Robert Walser, perso e ritrovato nei suoi microgrammi

11 Dicembre 2015

Nell’agosto del 1957 Carl Seeling riceve per posta una vecchia scatola da scarpe contenente manoscritti e testi a stampa. Dentro ci sono anche 526 fogli coperti da una scrittura illeggibile vergata a matita. Glieli spedisce Hans Steiner, assistente medico della clinica psichiatrica di Herisau, nel Canton Appenzello, Svizzera. Appartenevano a Robert Walser morto il giorno di Natale d’anno precedente.
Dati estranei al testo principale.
impl FromStr for NodeKind {
    type Err = GrammarError;

    fn from_str(s: &str) -> Result<Self, Self::Err> {
        Ok(match s.trim() {
            "Terminal" => NodeKind::Terminal,
            "NonTerminal" => NodeKind::NonTerminal,
            "Concatenation" => NodeKind::Concatenation,
            "Alternative" => NodeKind::Alternative,
            "Star" => NodeKind::Star,
            "Plus" => NodeKind::Plus,
            "Option" => NodeKind::Option,
            "Repetition" => NodeKind::Repetition,
            "CharSet" => NodeKind::CharSet,
            other => return Err(GrammarError::InvalidSelector(other.to_string())),
        })
    }
}

/// Which nodes a [`GrammarSetting`] applies to.
#[derive(Debug, Clone, PartialEq, Eq, Deserialize)]
#[serde(try_from = "String")]
pub enum SettingSelector {
    /// `*`
    All,
    /// `all_with_type(Plus)`
    NodeKind(NodeKind),
    /// `<name>`: every reference to the non-terminal.
    Symbol(String),
}

impl FromStr for SettingSelector {
    type Err = GrammarError;

    fn from_str(s: &str) -> Result<Self, Self::Err> {
        let s = s.trim();
        if s == "*" {
            return Ok(SettingSelector::All);
        }
        if let Some(inner) = s
            .strip_prefix("all_with_type(")
            .and_then(|rest| rest.strip_suffix(')'))
        {
            return Ok(SettingSelector::NodeKind(inner.parse()?));
        }
        if s.starts_with('<') && s.ends_with('>') && s.len() > 2 {
            return Ok(SettingSelector::Symbol(strip_brackets(s).to_string()));
        }
        Err(GrammarError::InvalidSelector(s.to_string()))
    }
}

impl TryFrom<String> for SettingSelector {
    type Error = GrammarError;

    fn try_from(value: String) -> Result<Self, Self::Error> {
        value.parse()
    }
}

/// Per-node knobs after all matching settings have been applied.
///
/// The three `*_should_*` fields are structural hints: probabilities with
/// which the fuzzer deliberately leaves the declared quantifier bounds.
#[derive(Debug, Clone, Copy, PartialEq)]
pub struct NodeSettings {
    pub havoc_probability: f64,
    pub max_stack_pow: u32,
    /// Referenced non-terminal is emitted zero or at least two times.
    pub nonterminal_should_repeat: f64,
    /// A `+` repetition produces nothing.
    pub plus_should_return_nothing: f64,
    /// A `?` repetition produces two or more copies.
    pub option_should_return_multiple: f64,
}

impl Default for NodeSettings {
    fn default() -> Self {
        Self {
            havoc_probability: 0.0,
            max_stack_pow: 7,
            nonterminal_should_repeat: 0.0,
            plus_should_return_nothing: 0.0,
            option_should_return_multiple: 0.0,
        }
    }
}

/// Partial settings as written next to a selector. Unset fields keep the
/// value of earlier settings (or the default).
#[derive(Debug, Clone, Default, PartialEq, Deserialize)]
pub struct SettingOverrides {
    pub havoc_probability: Option<f64>,
    pub max_stack_pow: Option<u32>,
    pub nonterminal_should_repeat: Option<f64>,
    pub plus_should_return_nothing: Option<f64>,
    pub option_should_return_multiple: Option<f64>,
}

impl SettingOverrides {
    fn apply(&self, settings: &mut NodeSettings) {
        if let Some(v) = self.havoc_probability {
            settings.havoc_probability = v;
        }
        if let Some(v) = self.max_stack_pow {
            settings.max_stack_pow = v;
        }
        if let Some(v) = self.nonterminal_should_repeat {
            settings.nonterminal_should_repeat = v;
        }
        if let Some(v) = self.plus_should_return_nothing {
            settings.plus_should_return_nothing = v;
        }
        if let Some(v) = self.option_should_return_multiple {
            settings.option_should_return_multiple = v;
        }
    }
}

#[derive(Debug, Clone, PartialEq, Deserialize)]
pub struct GrammarSetting {
    pub selector: SettingSelector,
    #[serde(flatten)]
    pub overrides: SettingOverrides,
}

impl GrammarSetting {
    fn matches(&self, node: &GrammarNode) -> bool {
        match &self.selector {
            SettingSelector::All => true,
            SettingSelector::NodeKind(kind) => node.kind() == *kind,
            SettingSelector::Symbol(name) => {
                matches!(node, GrammarNode::NonTerminal { name: n, .. } if n == name)
            }
        }
    }
}

/// Produces the value of a non-terminal from the trees of its dependencies.
///
/// The returned bytes are parsed back against the non-terminal, so they must
/// be derivable from its rule.
pub trait Generator: Send + Sync {
    /// Non-terminals whose freshly fuzzed trees are passed to `generate`.
    fn dependencies(&self) -> Vec<String> {
        Vec::new()
    }

    fn generate(&self, params: &[DerivationTree]) -> anyhow::Result<Vec<u8>>;
}

/// Adapts a closure into a [`Generator`].
pub struct FnGenerator<F> {
    dependencies: Vec<String>,
    f: F,
}

impl<F> FnGenerator<F>
where
    F: Fn(&[DerivationTree]) -> anyhow::Result<Vec<u8>> + Send + Sync,
{
    pub fn new(dependencies: Vec<String>, f: F) -> Self {
        Self {
            dependencies: dependencies
                .into_iter()
                .map(|d| strip_brackets(&d).to_string())
                .collect(),
            f,
        }
    }
}

impl<F> Generator for FnGenerator<F>
where
    F: Fn(&[DerivationTree]) -> anyhow::Result<Vec<u8>> + Send + Sync,
{
    fn dependencies(&self) -> Vec<String> {
        self.dependencies.clone()
    }

    fn generate(&self, params: &[DerivationTree]) -> anyhow::Result<Vec<u8>> {
        (self.f)(params)
    }
}

/// Incrementally assembles a [`Grammar`].
///
/// Node constructors return handles that can be reused in several places;
/// `build` checks the whole arena.
#[derive(Default)]
pub struct GrammarBuilder {
    nodes: Vec<GrammarNode>,
    rules: BTreeMap<String, NodeId>,
    start: Option<String>,
    settings: Vec<GrammarSetting>,
    generators: BTreeMap<String, Arc<dyn Generator>>,
}

impl GrammarBuilder {
    pub fn new() -> Self {
        Self::default()
    }

    /// Starts from a copy of an existing grammar so it can be edited.
    pub fn from_grammar(grammar: &Grammar) -> Self {
        Self {
            nodes: grammar.nodes.clone(),
            rules: grammar.rules.clone(),
            start: Some(grammar.start.clone()),
            settings: grammar.setting_list.clone(),
            generators: grammar.generators.clone(),
        }
    }

    pub fn add(&mut self, node: GrammarNode) -> NodeId {
        self.nodes.push(node);
        NodeId(self.nodes.len() - 1)
    }

    pub fn node_mut(&mut self, id: NodeId) -> Option<&mut GrammarNode> {
        self.nodes.get_mut(id.0)
    }

    pub fn node_count(&self) -> usize {
        self.nodes.len()
    }

    pub fn text(&mut self, value: &str) -> NodeId {
        self.add(GrammarNode::Terminal(TerminalValue::Text(value.to_string())))
    }

    pub fn bytes(&mut self, value: &[u8]) -> NodeId {
        self.add(GrammarNode::Terminal(TerminalValue::Bytes(value.to_vec())))
    }

    pub fn non_terminal(&mut self, name: &str) -> NodeId {
        self.add(GrammarNode::NonTerminal {
            name: strip_brackets(name).to_string(),
            sender: None,
            recipient: None,
        })
    }

    /// A reference to a message non-terminal played by `sender`.
    pub fn message(&mut self, name: &str, sender: &str, recipient: Option<&str>) -> NodeId {
        self.add(GrammarNode::NonTerminal {
            name: strip_brackets(name).to_string(),
            sender: Some(sender.to_string()),
            recipient: recipient.map(str::to_string),
        })
    }

    pub fn concat(&mut self, nodes: Vec<NodeId>) -> NodeId {
        self.add(GrammarNode::Concatenation(nodes))
    }

    pub fn alt(&mut self, nodes: Vec<NodeId>) -> NodeId {
        self.add(GrammarNode::Alternative(nodes))
    }

    pub fn star(&mut self, node: NodeId) -> NodeId {
        self.add(GrammarNode::Repetition {
            node,
            min: 0,
            max: None,
            kind: RepetitionKind::Star,
        })
    }

    pub fn plus(&mut self, node: NodeId) -> NodeId {
        self.add(GrammarNode::Repetition {
            node,
            min: 1,
            max: None,
            kind: RepetitionKind::Plus,
        })
    }

    pub fn optional(&mut self, node: NodeId) -> NodeId {
        self.add(GrammarNode::Repetition {
            node,
            min: 0,
            max: Some(1),
            kind: RepetitionKind::Optional,
        })
    }

    pub fn repeat(&mut self, node: NodeId, min: usize, max: Option<usize>) -> NodeId {
        self.add(GrammarNode::Repetition {
            node,
            min,
            max,
            kind: RepetitionKind::Bounded,
        })
    }

    pub fn char_set(&mut self, chars: impl IntoIterator<Item = char>) -> NodeId {
        let mut chars: Vec<char> = chars.into_iter().collect();
        chars.sort_unstable();
        chars.dedup();
        self.add(GrammarNode::CharSet(chars))
    }

    pub fn char_range(&mut self, from: char, to: char) -> NodeId {
        self.char_set(from..=to)
    }

    pub fn rule(&mut self, name: &str, body: NodeId) -> &mut Self {
        self.rules.insert(strip_brackets(name).to_string(), body);
        self
    }

    pub fn start(&mut self, name: &str) -> &mut Self {
        self.start = Some(strip_brackets(name).to_string());
        self
    }

    pub fn setting(&mut self, setting: GrammarSetting) -> &mut Self {
        self.settings.push(setting);
        self
    }

    pub fn generator(&mut self, name: &str, generator: Arc<dyn Generator>) -> &mut Self {
        self.generators
            .insert(strip_brackets(name).to_string(), generator);
        self
    }

    /// Checks references, bounds and productivity, then resolves settings
    /// and completion distances.
    pub fn build(self) -> Result<Grammar, GrammarError> {
        let start = self.start.unwrap_or_else(|| "start".to_string());
        if !self.rules.contains_key(&start) {
            return Err(GrammarError::UndefinedSymbol(start));
        }

        let rule_of = owning_rules(&self.nodes, &self.rules);
        for (idx, node) in self.nodes.iter().enumerate() {
            match node {
                GrammarNode::NonTerminal { name, .. } if !self.rules.contains_key(name) => {
                    return Err(GrammarError::UndefinedSymbol(name.clone()));
                }
                GrammarNode::Repetition { min, max, .. } => {
                    if let Some(max) = max {
                        if *max == 0 || max < min {
                            return Err(GrammarError::InvalidRepetition {
                                min: *min,
                                max: Some(*max),
                            });
                        }
                    }
                }
                GrammarNode::Alternative(options) if options.is_empty() => {
                    let owner = rule_of.get(&NodeId(idx)).cloned().unwrap_or_default();
                    return Err(GrammarError::EmptyAlternative(owner));
                }
                _ => {}
            }
        }
        for (name, generator) in &self.generators {
            if !self.rules.contains_key(name) {
                return Err(GrammarError::UndefinedSymbol(name.clone()));
            }
            for dependency in generator.dependencies() {
                if !self.rules.contains_key(&dependency) {
                    return Err(GrammarError::UndefinedSymbol(dependency));
                }
            }
        }

        let distances = completion_distances(&self.nodes, &self.rules);
        for (name, root) in &self.rules {
            if distances[root.0] == UNREACHABLE_DISTANCE {
                return Err(GrammarError::Unproductive(name.clone()));
            }
        }

        let node_settings = self
            .nodes
            .iter()
            .map(|node| {
                let mut resolved = NodeSettings::default();
                for setting in self.settings.iter().filter(|s| s.matches(node)) {
                    setting.overrides.apply(&mut resolved);
                }
                resolved
            })
            .collect();

        Ok(Grammar {
            nodes: self.nodes,
            rules: self.rules,
            start,
            setting_list: self.settings,
            node_settings,
            distances,
            generators: self.generators,
            compiled: OnceLock::new(),
        })
    }
}

/// Maps every node to the rule whose body contains it (first owner wins).
fn owning_rules(nodes: &[GrammarNode], rules: &BTreeMap<String, NodeId>) -> HashMap<NodeId, String> {
    let mut owner = HashMap::new();
    for (name, root) in rules {
        let mut stack = vec![*root];
        while let Some(id) = stack.pop() {
            if owner.contains_key(&id) {
                continue;
            }
            owner.insert(id, name.clone());
            if let Some(node) = nodes.get(id.0) {
                stack.extend(node.children());
            }
        }
    }
    owner
}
Seeling è l’erede letterario dello scrittore, l’uomo che l’ha accompagnato per vent’anni nelle sue passeggiate, di cui ha reso conto in un’opera inconsueta, Passeggiate con Robert Walser (Adelphi). Lo scrittore e mecenate zurighese non è stato presente al decesso dell’amico, avvenuta nel corso di una passeggiata solitaria, tuttavia la descrive ugualmente nelle pagine finali del libro: “A un tratto, ecco il cuore del viandante comincia a interrompere il suo battito. La testa gli gira. È certamente un segno dell’arteriosclerosi da vecchiaia di cui una volta gli aveva parlato il medico, ammonendolo che deve saper usare prudenza nelle passeggiate (…) Cade di schianto di schiena, porta la mano destra al cuore e rimane immobile. L’immobilità della morte”. Lo ritrovano due scolaretti di una fattoria vicina venuti a veder sugli sci chi giace nella neve.

 

I foglietti della scatola costituiscono quella che qualche tempo dopo Jochen Greven definirà i “microgrammi”. Scrittura segreta, indecifrabile, una sorta di camuffamento calligrafico inventato dall’autore, scriverà Seeling su una rivista svizzera nel 1957, decretandone l’illeggibilità. Sarà invece Greven, insieme con Martin Jürgens, a decifrare quei segni calligrafici minuscoli, sottili, quasi invisibili, traendone, tra molte cose, anche un romanzo, forse il più autobiografico, Il brigante, oltre a racconti e prose sparse. Quasi trenta anni dopo, tra il 1980 e il 2000 verranno pubblicati in tedesco contribuendo alla leggenda di questo scrittore, “il più solitario tra tutti i poeti solitari”, come lo definisce W. G. Sebald.

 

Chi va ora a Mendrisio nel locale museo potrà vedere questi fogli esposti in una mostra esemplare dedicata all’autore svizzero nato nel 1878 a Bienne (Robert Walser: i microgrammi, Casa Croci). Sono retri di buste, parti di lettere, fogli di recupero, coperti da una scrittura serrata, fitta, a volte su colonne strette, a volte distesa a piena pagina, come se un insetto avesse strisciato sull’intero foglio lasciando dietro di sé una striscia di grafite sottile, densa, eppure sempre leggera e impalpabile. Walser ha definito questa scrittura con la parola Bleistftgebeit, ovvero “il territorio della matita”, o “il Paese del Lapis”, come la rende Sebald nel suo Il passeggiatore solitario (Adelphi). In una lettera del 1927, indirizzata al critico letterario Max Rychenr, Walser aveva spiegato che il suo era “il metodo della matita”, un modo di procedere che gli permetteva, rispetto alla scrittura a penna, una maggior libertà. Lavora con il lapis, scrivendo racconti o poesie, poi trascrive a penna, a volte anche modificando, cambiando, correggendo. Una sorta di doppia scrittura, “in brutta”, si potrebbe quasi dire, e una “in bella”, che ricorda quello di alcuni dei suoi personaggi.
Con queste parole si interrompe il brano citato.